### ABOUT THIS EXERCISE:
Looking at the records below, state how many lines include the string "Sticky" and add nothing further.

### MATERIAL FOR THE TASK:

//! Domain types for the on-device whiteboard data model.
//!
//! DESIGN
//! ======
//! These types are both the in-memory model and the persisted JSON format,
//! so serde derives live here and field names are load-bearing. Collections
//! default to empty on deserialize so records written by older builds (or
//! trimmed by hand) still decode.

#[cfg(test)]
#[path = "types_test.rs"]
mod types_test;

use serde::{Deserialize, Serialize};
use uuid::Uuid;

/// The locally signed-in user.
///
/// Identity is `id`; at most one user is "current" at a time. The record is
/// replaced wholesale on save and cleared on sign-out.
#[derive(Clone, Debug, PartialEq, Serialize, Deserialize)]
pub struct User {
    /// Unique user identifier (UUID string).
    pub id: String,
    /// Display name.
    pub name: String,
}

/// A 2D position in board coordinates.
#[derive(Clone, Debug, PartialEq, Serialize, Deserialize)]
pub struct Point {
    /// Horizontal coordinate.
    pub x: f64,
    /// Vertical coordinate.
    pub y: f64,
}

/// The kind of a placed whiteboard item.
#[derive(Clone, Copy, Debug, PartialEq, Eq, Serialize, Deserialize)]
#[serde(rename_all = "lowercase")]
pub enum ItemKind {
    /// Plain text note.
    Text,
    /// Sticky note with a colored backing.
    Sticky,
    /// Freehand drawing stroke data.
    Drawing,
}

/// A single placed element on a whiteboard.
///
/// Items are immutable once appended; there is no update or delete path.
#[derive(Clone, Debug, PartialEq, Serialize, Deserialize)]
pub struct WhiteboardItem {
    /// What kind of element this is.
    pub kind: ItemKind,
    /// Kind-specific content (text body, stroke data, etc.).
    pub content: String,
    /// User id of the author.
    pub created_by: String,
    /// Where the item sits on the board.
    pub position: Point,
}

/// A named collaborative canvas: an ordered item list plus a member list.
#[derive(Clone, Debug, PartialEq, Serialize, Deserialize)]
pub struct Whiteboard {
    /// Unique board identifier (UUID string), generated at creation.
    pub id: String,
    /// Display name.
    pub name: String,
    /// Placed items in append order.
    #[serde(default)]
    pub items: Vec<WhiteboardItem>,
    /// Set-like list of member user ids.
    #[serde(default)]
    pub members: Vec<String>,
}

impl Whiteboard {
    /// Create an empty board owned by `owner_id`, with a fresh id.
    #[must_use]
    pub fn new(name: &str, owner_id: &str) -> Self {
        Self {
            id: Uuid::new_v4().to_string(),
            name: name.to_owned(),
            items: Vec::new(),
            members: vec![owner_id.to_owned()],
        }
    }
}
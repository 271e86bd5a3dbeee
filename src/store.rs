//! The local state store: current user, onboarding flag, whiteboard list.
//!
//! DESIGN
//! ======
//! `LocalStore` is the single owner of session state. The UI reads through
//! the accessors and mutates through the operations below; every mutator
//! writes through to storage immediately, so there is no separate flush
//! step. Board ordering is meaningful: the most recently updated board is
//! kept at index 0, and the widget surface renders that one as featured.
//!
//! ERROR HANDLING
//! ==============
//! Loads fall back to the previous in-memory value when a stored record is
//! absent or undecodable; corruption is logged, never surfaced. Writes to
//! storage are best-effort: a failed write is logged at `error` and the
//! in-memory state stands; callers never see a write error. The one hard
//! error is creating a whiteboard with nobody signed in.

#[cfg(test)]
#[path = "store_test.rs"]
mod store_test;

use tracing::{debug, error, info, warn};

use crate::consts::{
    ONBOARDING_KEY, SAMPLE_AUTHOR, SAMPLE_BOARD_NAME, SAMPLE_ITEM_CONTENT, SAMPLE_ITEM_X,
    SAMPLE_ITEM_Y, USER_KEY,
};
use crate::refresh::WidgetRefresher;
use crate::storage::{BoardListStore, KeyValueStore};
use crate::types::{ItemKind, Point, User, Whiteboard, WhiteboardItem};

/// Error raised by store operations with preconditions.
#[derive(Debug, thiserror::Error)]
pub enum StoreError {
    /// A whiteboard operation ran with nobody signed in.
    #[error("no current user; sign in before creating a whiteboard")]
    NoCurrentUser,
}

/// Owner of all on-device session state.
pub struct LocalStore {
    kv: Box<dyn KeyValueStore>,
    board_store: Box<dyn BoardListStore>,
    refresher: Box<dyn WidgetRefresher>,
    current_user: Option<User>,
    whiteboards: Vec<Whiteboard>,
    onboarding_complete: bool,
}

impl LocalStore {
    /// Create a store over the given collaborators. Nothing is loaded yet;
    /// callers invoke the `load_*` operations at startup.
    #[must_use]
    pub fn new(
        kv: Box<dyn KeyValueStore>,
        board_store: Box<dyn BoardListStore>,
        refresher: Box<dyn WidgetRefresher>,
    ) -> Self {
        Self {
            kv,
            board_store,
            refresher,
            current_user: None,
            whiteboards: Vec::new(),
            onboarding_complete: false,
        }
    }

    // =========================================================================
    // ACCESSORS
    // =========================================================================

    /// The signed-in user, if any.
    #[must_use]
    pub fn current_user(&self) -> Option<&User> {
        self.current_user.as_ref()
    }

    /// All boards, most recently updated first.
    #[must_use]
    pub fn whiteboards(&self) -> &[Whiteboard] {
        &self.whiteboards
    }

    /// Whether onboarding has been completed this session.
    #[must_use]
    pub fn onboarding_complete(&self) -> bool {
        self.onboarding_complete
    }

    /// The board the widget surface should feature: index 0, if any.
    #[must_use]
    pub fn featured_whiteboard(&self) -> Option<&Whiteboard> {
        self.whiteboards.first()
    }

    // =========================================================================
    // ONBOARDING + USER
    // =========================================================================

    /// Read the onboarding flag from storage. Absent or undecodable reads
    /// default to `false`.
    pub fn load_onboarding_status(&mut self) {
        self.onboarding_complete = match self.kv.get(ONBOARDING_KEY) {
            Ok(Some(raw)) => serde_json::from_str(&raw).unwrap_or(false),
            Ok(None) => false,
            Err(e) => {
                warn!(error = %e, "failed to read onboarding flag; assuming incomplete");
                false
            }
        };
    }

    /// Mark onboarding complete and persist the flag. Idempotent.
    pub fn complete_onboarding(&mut self) {
        self.onboarding_complete = true;
        if let Err(e) = self.kv.set(ONBOARDING_KEY, "true") {
            error!(error = %e, "failed to persist onboarding flag");
        }
    }

    /// Read the stored user record. On absence or decode failure the
    /// in-memory user is left unchanged; corruption is only logged, so a
    /// damaged record degrades to whatever the session already had.
    pub fn load_user(&mut self) {
        match self.kv.get(USER_KEY) {
            Ok(Some(raw)) => match serde_json::from_str::<User>(&raw) {
                Ok(user) => {
                    debug!(user_id = %user.id, "loaded stored user");
                    self.current_user = Some(user);
                }
                Err(e) => {
                    warn!(error = %e, "stored user record is malformed; keeping in-memory user");
                }
            },
            Ok(None) => {}
            Err(e) => {
                warn!(error = %e, "failed to read stored user; keeping in-memory user");
            }
        }
    }

    /// Replace the in-memory user, and persist it when setup is complete.
    ///
    /// Partial-setup saves (`complete_setup == false`) are only persisted if
    /// a record already exists on disk; a half-finished onboarding flow never
    /// writes a first record. When `complete_setup` is true this also marks
    /// onboarding complete.
    pub fn save_user(&mut self, user: User, complete_setup: bool) {
        self.current_user = Some(user);

        let previously_saved = match self.kv.contains(USER_KEY) {
            Ok(present) => present,
            Err(e) => {
                warn!(error = %e, "failed to probe stored user; treating as unsaved");
                false
            }
        };
        if complete_setup || previously_saved {
            self.persist_user();
        }
        if complete_setup {
            self.complete_onboarding();
        }
    }

    /// Clear the session: no user, onboarding reset, both keys deleted.
    /// No confirmation, no undo.
    pub fn sign_out(&mut self) {
        self.current_user = None;
        self.onboarding_complete = false;
        if let Err(e) = self.kv.remove(USER_KEY) {
            error!(error = %e, "failed to delete stored user");
        }
        if let Err(e) = self.kv.remove(ONBOARDING_KEY) {
            error!(error = %e, "failed to delete onboarding flag");
        }
        info!("signed out; local session cleared");
    }

    fn persist_user(&mut self) {
        let Some(user) = &self.current_user else {
            return;
        };
        match serde_json::to_string(user) {
            Ok(raw) => {
                if let Err(e) = self.kv.set(USER_KEY, &raw) {
                    error!(error = %e, "failed to persist user record");
                }
            }
            Err(e) => error!(error = %e, "failed to serialize user record"),
        }
    }

    // =========================================================================
    // WHITEBOARDS
    // =========================================================================

    /// Load the board list from storage. An empty (or unreadable) list is
    /// seeded with one sample board so a fresh install has something to show,
    /// and the seed is persisted immediately.
    pub fn load_whiteboards(&mut self) {
        self.whiteboards = match self.board_store.load() {
            Ok(boards) => boards,
            Err(e) => {
                warn!(error = %e, "failed to load whiteboard list; starting empty");
                Vec::new()
            }
        };
        if self.whiteboards.is_empty() {
            info!("no stored whiteboards; seeding sample board");
            self.whiteboards.push(sample_whiteboard());
            self.save_whiteboards();
        }
    }

    /// Write the full board list to storage, then ping the widget surface.
    /// The refresh is fire-and-forget and only follows a successful write.
    pub fn save_whiteboards(&mut self) {
        match self.board_store.save(&self.whiteboards) {
            Ok(()) => {
                debug!(count = self.whiteboards.len(), "whiteboard list persisted");
                self.refresher.notify_changed();
            }
            Err(e) => error!(error = %e, "failed to persist whiteboard list"),
        }
    }

    /// Create a board owned by the current user and append it to the end of
    /// the list. Returns the created board.
    ///
    /// # Errors
    ///
    /// Returns [`StoreError::NoCurrentUser`] when nobody is signed in;
    /// callers route that to the sign-in flow.
    pub fn create_whiteboard(&mut self, name: &str) -> Result<Whiteboard, StoreError> {
        let Some(user) = &self.current_user else {
            return Err(StoreError::NoCurrentUser);
        };
        let board = Whiteboard::new(name, &user.id);
        info!(board_id = %board.id, name, "whiteboard created");
        self.whiteboards.push(board.clone());
        self.save_whiteboards();
        Ok(board)
    }

    /// Replace the board with the same id and move it to index 0; unknown
    /// ids are inserted at index 0. Always persists.
    pub fn update_whiteboard(&mut self, board: Whiteboard) {
        match self.whiteboards.iter().position(|b| b.id == board.id) {
            Some(0) => self.whiteboards[0] = board,
            Some(index) => {
                self.whiteboards.remove(index);
                self.whiteboards.insert(0, board);
            }
            None => self.whiteboards.insert(0, board),
        }
        self.save_whiteboards();
    }

    /// Append `item` to the board with id `board_id`. Returns `false` (and
    /// writes nothing) when no such board exists.
    pub fn add_item_to_whiteboard(&mut self, board_id: &str, item: WhiteboardItem) -> bool {
        let Some(board) = self.whiteboards.iter_mut().find(|b| b.id == board_id) else {
            debug!(board_id, "add item ignored; board not found");
            return false;
        };
        board.items.push(item);
        self.save_whiteboards();
        true
    }

    /// The board whose id equals `group_id`, if any.
    // TODO: group ids that stop matching a board id (e.g. after a future
    // board re-key) need a secondary lookup table.
    #[must_use]
    pub fn whiteboard_for_group(&self, group_id: &str) -> Option<&Whiteboard> {
        self.whiteboards.iter().find(|b| b.id == group_id)
    }

    // =========================================================================
    // BACKEND SYNC (stubs)
    // =========================================================================

    /// Placeholder for future server sync. Currently a no-op.
    pub fn sync_with_backend(&mut self) {
        debug!("backend sync requested; running local-only");
    }

    /// Fetch boards "from the backend". Until a backend exists this returns
    /// the local list and always succeeds.
    ///
    /// # Errors
    ///
    /// Never fails today; the `Result` is the contract remote fetch will
    /// inhabit.
    pub fn fetch_whiteboards_from_backend(&mut self) -> Result<Vec<Whiteboard>, StoreError> {
        Ok(self.whiteboards.clone())
    }

    /// Upload a board "to the backend". Until a backend exists this applies
    /// the board locally via [`Self::update_whiteboard`] and always succeeds.
    ///
    /// # Errors
    ///
    /// Never fails today; the `Result` is the contract remote upload will
    /// inhabit.
    pub fn upload_whiteboard_to_backend(&mut self, board: Whiteboard) -> Result<(), StoreError> {
        self.update_whiteboard(board);
        Ok(())
    }
}

/// The board seeded on first run: one text item at a fixed position.
fn sample_whiteboard() -> Whiteboard {
    let mut board = Whiteboard::new(SAMPLE_BOARD_NAME, SAMPLE_AUTHOR);
    board.items.push(WhiteboardItem {
        kind: ItemKind::Text,
        content: SAMPLE_ITEM_CONTENT.to_owned(),
        created_by: SAMPLE_AUTHOR.to_owned(),
        position: Point { x: SAMPLE_ITEM_X, y: SAMPLE_ITEM_Y },
    });
    board
}
use adc_common::{DefinitionRequest, NotificationMethod, RemoteDefinition};
use async_trait::async_trait;
use reqwest::{Method, RequestBuilder, Response};
use serde::de::DeserializeOwned;
use serde::Deserialize;

use super::{RemoteError, RemoteGateway};
use crate::auth::TokenSlot;

const MAX_PAGES: usize = 1000;

pub struct MonascaClient {
    base_url: String,
    token: TokenSlot,
    http: reqwest::Client,
}

#[derive(Deserialize)]
struct Page<T> {
    #[serde(default = "Vec::new")]
    elements: Vec<T>,
    #[serde(default)]
    links: Vec<Link>,
}

#[derive(Deserialize)]
struct Link {
    rel: String,
    href: String,
}

impl MonascaClient {
    pub fn new(base_url: &str, token: TokenSlot, http: reqwest::Client) -> Self {
        Self {
            base_url: base_url.trim_end_matches('/').to_string(),
            token,
            http,
        }
    }

    pub fn base_url(&self) -> &str {
        &self.base_url
    }

    fn request(&self, method: Method, url: &str) -> Result<RequestBuilder, RemoteError> {
        let token = self.token.current().ok_or(RemoteError::Unauthenticated)?;
        Ok(self
            .http
            .request(method, url)
            .header("X-Auth-Token", token)
            .header("Accept", "application/json"))
    }

    async fn send(&self, builder: RequestBuilder) -> Result<Response, RemoteError> {
        let resp = builder
            .send()
            .await
            .map_err(|e| RemoteError::Transport(e.to_string()))?;

        let status = resp.status();
        if status.is_success() {
            return Ok(resp);
        }
        let body = resp.text().await.unwrap_or_default();
        Err(RemoteError::from_status(status.as_u16(), body))
    }

    async fn decode<T: DeserializeOwned>(resp: Response) -> Result<T, RemoteError> {
        resp.json::<T>()
            .await
            .map_err(|e| RemoteError::Decode(e.to_string()))
    }

    async fn list_all<T: DeserializeOwned>(&self, path: &str) -> Result<Vec<T>, RemoteError> {
        let mut url = format!("{}{path}", self.base_url);
        let mut items = Vec::new();

        for _ in 0..MAX_PAGES {
            let resp = self.send(self.request(Method::GET, &url)?).await?;
            let page: Page<T> = Self::decode(resp).await?;
            let fetched = page.elements.len();
            items.extend(page.elements);

            let next = page
                .links
                .into_iter()
                .find(|l| l.rel == "next")
                .map(|l| l.href);
            match next {
                Some(href) if fetched > 0 && href != url => url = href,
                _ => return Ok(items),
            }
        }

        tracing::warn!(path, pages = MAX_PAGES, "pagination limit reached");
        Ok(items)
    }
}

#[async_trait]
impl RemoteGateway for MonascaClient {
    async fn list_definitions(&self) -> Result<Vec<RemoteDefinition>, RemoteError> {
        self.list_all("/alarm-definitions").await
    }

    async fn create_definition(
        &self,
        request: &DefinitionRequest,
    ) -> Result<RemoteDefinition, RemoteError> {
        let url = format!("{}/alarm-definitions", self.base_url);
        let resp = self
            .send(self.request(Method::POST, &url)?.json(request))
            .await?;
        Self::decode(resp).await
    }

    async fn update_definition(
        &self,
        id: &str,
        request: &DefinitionRequest,
    ) -> Result<RemoteDefinition, RemoteError> {
        let url = format!("{}/alarm-definitions/{id}", self.base_url);
        let resp = self
            .send(self.request(Method::PATCH, &url)?.json(request))
            .await?;
        Self::decode(resp).await
    }

    async fn delete_definition(&self, id: &str) -> Result<(), RemoteError> {
        let url = format!("{}/alarm-definitions/{id}", self.base_url);
        self.send(self.request(Method::DELETE, &url)?).await?;
        Ok(())
    }

    async fn list_notification_methods(&self) -> Result<Vec<NotificationMethod>, RemoteError> {
        self.list_all("/notification-methods").await
    }
}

### OUTPUT FOR THIS EXERCISE:
2